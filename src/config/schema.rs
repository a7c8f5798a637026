//! Configuration schema definitions.
//!
//! This module defines the complete `[mongodb]` configuration section.
//! All types derive Serde traits and carry `#[serde(default)]`, so a config
//! file only needs to name the keys it overrides.
//!
//! # Design Decisions
//! - Every `Default` impl allocates its own collections; there is no shared
//!   static default value.
//! - Durations are stored as integer milliseconds; see `durations.rs` for
//!   the `Duration` accessors.

use std::collections::BTreeMap;
use std::fmt;
use std::str::FromStr;

use serde::de::{self, Deserializer};
use serde::{Deserialize, Serialize};

/// Key of the configuration section read by the provider.
pub const SECTION_KEY: &str = "mongodb";

/// Root configuration for the MongoDB provider.
#[derive(Debug, Clone, PartialEq, Deserialize, Serialize)]
#[serde(default)]
pub struct MongoConfig {
    /// Connection string (e.g., "mongodb://localhost:27017").
    pub uri: String,

    /// Default database name.
    pub database: String,

    /// Application name reported to the server in the handshake.
    pub app_name: String,

    /// Replica set name. Empty when not connecting to a replica set.
    pub replica_set: String,

    /// Connect directly to a single host, bypassing topology discovery.
    pub direct: bool,

    /// Connect through a load balancer.
    pub load_balanced: bool,

    /// Maximum connections in the pool.
    pub max_pool_size: u64,

    /// Minimum connections kept open in the pool.
    pub min_pool_size: u64,

    /// Maximum connections being established concurrently.
    pub max_connecting: u64,

    /// Idle time before a pooled connection is closed (ms).
    pub max_conn_idle_time: u64,

    /// Connection establishment timeout (ms).
    pub connect_timeout: u64,

    /// Server selection timeout (ms).
    pub server_selection_timeout: u64,

    /// Socket read/write timeout (ms). Zero means no timeout.
    pub socket_timeout: u64,

    /// Interval between server monitor checks (ms).
    pub heartbeat_interval: u64,

    /// Latency window for selecting among suitable servers (ms).
    pub local_threshold: u64,

    /// Client-side operation timeout (ms).
    pub timeout: u64,

    pub tls: TlsConfig,

    pub auth: AuthConfig,

    pub read_preference: ReadPreferenceConfig,

    pub read_concern: ReadConcernConfig,

    pub write_concern: WriteConcernConfig,

    /// Retry supported writes once on transient errors.
    pub retry_writes: bool,

    /// Retry supported reads once on transient errors.
    pub retry_reads: bool,

    /// Wire compressors in order of preference ("zstd", "zlib", "snappy").
    pub compressors: Vec<String>,

    /// zlib compression level (-1 to 9).
    pub zlib_level: i32,

    /// zstd compression level.
    pub zstd_level: i32,

    pub srv: SrvConfig,

    pub server_api: ServerApiConfig,

    pub server_monitoring_mode: ServerMonitoringMode,

    /// Skip contacting OCSP responders when validating certificates.
    pub disable_ocsp_endpoint_check: bool,

    pub bson: BsonConfig,

    pub auto_encryption: AutoEncryptionConfig,
}

impl Default for MongoConfig {
    fn default() -> Self {
        Self {
            uri: "mongodb://localhost:27017".to_string(),
            database: "myapp".to_string(),
            app_name: "rust-app".to_string(),
            replica_set: String::new(),
            direct: false,
            load_balanced: false,
            max_pool_size: 100,
            min_pool_size: 5,
            max_connecting: 10,
            max_conn_idle_time: 600_000,
            connect_timeout: 30_000,
            server_selection_timeout: 30_000,
            socket_timeout: 0,
            heartbeat_interval: 10_000,
            local_threshold: 15_000,
            timeout: 30_000,
            tls: TlsConfig::default(),
            auth: AuthConfig::default(),
            read_preference: ReadPreferenceConfig::default(),
            read_concern: ReadConcernConfig::default(),
            write_concern: WriteConcernConfig::default(),
            retry_writes: true,
            retry_reads: true,
            compressors: Vec::new(),
            zlib_level: 6,
            zstd_level: 6,
            srv: SrvConfig::default(),
            server_api: ServerApiConfig::default(),
            server_monitoring_mode: ServerMonitoringMode::default(),
            disable_ocsp_endpoint_check: false,
            bson: BsonConfig::default(),
            auto_encryption: AutoEncryptionConfig::default(),
        }
    }
}

/// Build the canonical default configuration.
///
/// Each call returns a value with freshly allocated maps and vectors, so
/// callers may mutate the result without affecting any other configuration.
pub fn default_config() -> MongoConfig {
    MongoConfig::default()
}

/// TLS configuration.
#[derive(Debug, Clone, Default, PartialEq, Eq, Deserialize, Serialize)]
#[serde(default)]
pub struct TlsConfig {
    /// Enable TLS for all connections.
    pub enabled: bool,

    /// Accept invalid certificates and hostnames. Testing only.
    pub insecure_skip_verify: bool,

    /// Path to the client certificate (PEM).
    pub cert_file: String,

    /// Path to the client private key (PEM).
    pub key_file: String,

    /// Path to the CA bundle (PEM).
    pub ca_file: String,
}

/// Authentication configuration.
#[derive(Debug, Clone, PartialEq, Eq, Deserialize, Serialize)]
#[serde(default)]
pub struct AuthConfig {
    pub username: String,

    pub password: String,

    /// Database holding the user's credentials.
    pub auth_source: String,

    /// SCRAM-SHA-1, SCRAM-SHA-256, MONGODB-X509, MONGODB-AWS, GSSAPI, PLAIN.
    pub auth_mechanism: String,

    /// Mechanism-specific properties (e.g., SERVICE_NAME for GSSAPI).
    pub auth_mechanism_properties: BTreeMap<String, String>,
}

impl Default for AuthConfig {
    fn default() -> Self {
        Self {
            username: String::new(),
            password: String::new(),
            auth_source: "admin".to_string(),
            auth_mechanism: "SCRAM-SHA-256".to_string(),
            auth_mechanism_properties: BTreeMap::new(),
        }
    }
}

/// Read preference modes.
///
/// Decoding ignores case, so `"primaryPreferred"`, `"PrimaryPreferred"` and
/// `"primarypreferred"` all name the same mode.
#[derive(Debug, Clone, Copy, Default, PartialEq, Eq, Serialize)]
#[serde(rename_all = "camelCase")]
pub enum ReadPreferenceMode {
    #[default]
    Primary,
    PrimaryPreferred,
    Secondary,
    SecondaryPreferred,
    Nearest,
}

impl ReadPreferenceMode {
    /// Name as written in connection strings.
    pub fn as_str(&self) -> &'static str {
        match self {
            ReadPreferenceMode::Primary => "primary",
            ReadPreferenceMode::PrimaryPreferred => "primaryPreferred",
            ReadPreferenceMode::Secondary => "secondary",
            ReadPreferenceMode::SecondaryPreferred => "secondaryPreferred",
            ReadPreferenceMode::Nearest => "nearest",
        }
    }
}

/// A mode name that matches no known variant.
#[derive(Debug, Clone, PartialEq, Eq)]
pub struct UnknownMode(pub String);

impl fmt::Display for UnknownMode {
    fn fmt(&self, f: &mut fmt::Formatter<'_>) -> fmt::Result {
        write!(f, "unknown mode `{}`", self.0)
    }
}

impl std::error::Error for UnknownMode {}

impl FromStr for ReadPreferenceMode {
    type Err = UnknownMode;

    fn from_str(s: &str) -> Result<Self, Self::Err> {
        match s.to_ascii_lowercase().as_str() {
            "primary" => Ok(ReadPreferenceMode::Primary),
            "primarypreferred" => Ok(ReadPreferenceMode::PrimaryPreferred),
            "secondary" => Ok(ReadPreferenceMode::Secondary),
            "secondarypreferred" => Ok(ReadPreferenceMode::SecondaryPreferred),
            "nearest" => Ok(ReadPreferenceMode::Nearest),
            _ => Err(UnknownMode(s.to_string())),
        }
    }
}

impl<'de> Deserialize<'de> for ReadPreferenceMode {
    fn deserialize<D: Deserializer<'de>>(deserializer: D) -> Result<Self, D::Error> {
        let raw = String::deserialize(deserializer)?;
        raw.parse().map_err(de::Error::custom)
    }
}

/// Read preference configuration.
#[derive(Debug, Clone, PartialEq, Eq, Deserialize, Serialize)]
#[serde(default)]
pub struct ReadPreferenceConfig {
    pub mode: ReadPreferenceMode,

    /// Replica tag sets, tried in order.
    pub tag_sets: Vec<BTreeMap<String, String>>,

    /// Maximum replication lag of an eligible secondary, in seconds.
    pub max_staleness: u64,

    /// Enable hedged reads on sharded clusters.
    pub hedge_enabled: bool,
}

impl Default for ReadPreferenceConfig {
    fn default() -> Self {
        Self {
            mode: ReadPreferenceMode::Primary,
            tag_sets: Vec::new(),
            max_staleness: 90,
            hedge_enabled: false,
        }
    }
}

/// Read concern configuration.
#[derive(Debug, Clone, PartialEq, Eq, Deserialize, Serialize)]
#[serde(default)]
pub struct ReadConcernConfig {
    /// local, available, majority, linearizable, snapshot.
    pub level: String,
}

impl Default for ReadConcernConfig {
    fn default() -> Self {
        Self {
            level: "majority".to_string(),
        }
    }
}

/// Write acknowledgment requirement (`w`).
///
/// Accepts either a node count (`w = 2`) or a tag such as `"majority"`.
#[derive(Debug, Clone, PartialEq, Eq, Deserialize, Serialize)]
#[serde(untagged)]
pub enum Acknowledgment {
    Nodes(u32),
    Tag(String),
}

impl Acknowledgment {
    /// Node count, also when the count was written as a string (`w = "2"`).
    pub fn nodes(&self) -> Option<u32> {
        match self {
            Acknowledgment::Nodes(n) => Some(*n),
            Acknowledgment::Tag(tag) => tag.parse().ok(),
        }
    }
}

impl Default for Acknowledgment {
    fn default() -> Self {
        Acknowledgment::Tag("majority".to_string())
    }
}

/// Write concern configuration.
#[derive(Debug, Clone, PartialEq, Eq, Deserialize, Serialize)]
#[serde(default)]
pub struct WriteConcernConfig {
    pub w: Acknowledgment,

    /// Wait for the write to reach the on-disk journal.
    pub journal: bool,

    /// Time limit for write concern acknowledgment (ms).
    #[serde(rename = "wtimeout")]
    pub w_timeout: u64,
}

impl Default for WriteConcernConfig {
    fn default() -> Self {
        Self {
            w: Acknowledgment::default(),
            journal: true,
            w_timeout: 30_000,
        }
    }
}

/// DNS seed list (`mongodb+srv://`) configuration.
#[derive(Debug, Clone, PartialEq, Eq, Deserialize, Serialize)]
#[serde(default)]
pub struct SrvConfig {
    /// Maximum hosts taken from the SRV record. Zero means no limit.
    pub max_hosts: u32,

    /// SRV service name.
    pub service_name: String,
}

impl Default for SrvConfig {
    fn default() -> Self {
        Self {
            max_hosts: 0,
            service_name: "mongodb".to_string(),
        }
    }
}

/// Stable API configuration.
#[derive(Debug, Clone, PartialEq, Eq, Deserialize, Serialize)]
#[serde(default)]
pub struct ServerApiConfig {
    pub version: String,

    /// Reject commands outside the declared API version.
    pub strict: bool,

    /// Fail on deprecated commands.
    pub deprecation_errors: bool,
}

impl Default for ServerApiConfig {
    fn default() -> Self {
        Self {
            version: "1".to_string(),
            strict: false,
            deprecation_errors: false,
        }
    }
}

/// Server monitoring protocol.
#[derive(Debug, Clone, Copy, Default, PartialEq, Eq, Serialize)]
#[serde(rename_all = "lowercase")]
pub enum ServerMonitoringMode {
    #[default]
    Auto,
    Stream,
    Poll,
}

impl ServerMonitoringMode {
    pub fn as_str(&self) -> &'static str {
        match self {
            ServerMonitoringMode::Auto => "auto",
            ServerMonitoringMode::Stream => "stream",
            ServerMonitoringMode::Poll => "poll",
        }
    }
}

impl FromStr for ServerMonitoringMode {
    type Err = UnknownMode;

    fn from_str(s: &str) -> Result<Self, Self::Err> {
        match s.to_ascii_lowercase().as_str() {
            "auto" => Ok(ServerMonitoringMode::Auto),
            "stream" => Ok(ServerMonitoringMode::Stream),
            "poll" => Ok(ServerMonitoringMode::Poll),
            _ => Err(UnknownMode(s.to_string())),
        }
    }
}

impl<'de> Deserialize<'de> for ServerMonitoringMode {
    fn deserialize<D: Deserializer<'de>>(deserializer: D) -> Result<Self, D::Error> {
        let raw = String::deserialize(deserializer)?;
        raw.parse().map_err(de::Error::custom)
    }
}

/// Document encoding options.
#[derive(Debug, Clone, Default, PartialEq, Eq, Deserialize, Serialize)]
#[serde(default)]
pub struct BsonConfig {
    /// Fall back to JSON field tags when no BSON tag is present.
    pub use_json_struct_tags: bool,

    /// Error when an inline map collides with a struct field.
    pub error_on_inline_map: bool,

    /// Allow floats to be truncated when decoding into integers.
    pub allow_truncating_floats: bool,
}

/// Client-side field level encryption configuration.
#[derive(Debug, Clone, Default, PartialEq, Deserialize, Serialize)]
#[serde(default)]
pub struct AutoEncryptionConfig {
    pub enabled: bool,

    /// KMS provider credentials keyed by provider name.
    pub kms_providers: BTreeMap<String, toml::Value>,

    /// JSON schemas keyed by namespace.
    pub schema_map: BTreeMap<String, toml::Value>,

    /// Disable automatic encryption while keeping automatic decryption.
    pub bypass_auto_encryption: bool,

    pub extra_options: BTreeMap<String, toml::Value>,
}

:: What you will do ::
Copy, from the data above, every line where the word "localhost" appears.

:: Response for this exercise ::
    /// Connection string (e.g., "mongodb://localhost:27017").
            uri: "mongodb://localhost:27017".to_string(),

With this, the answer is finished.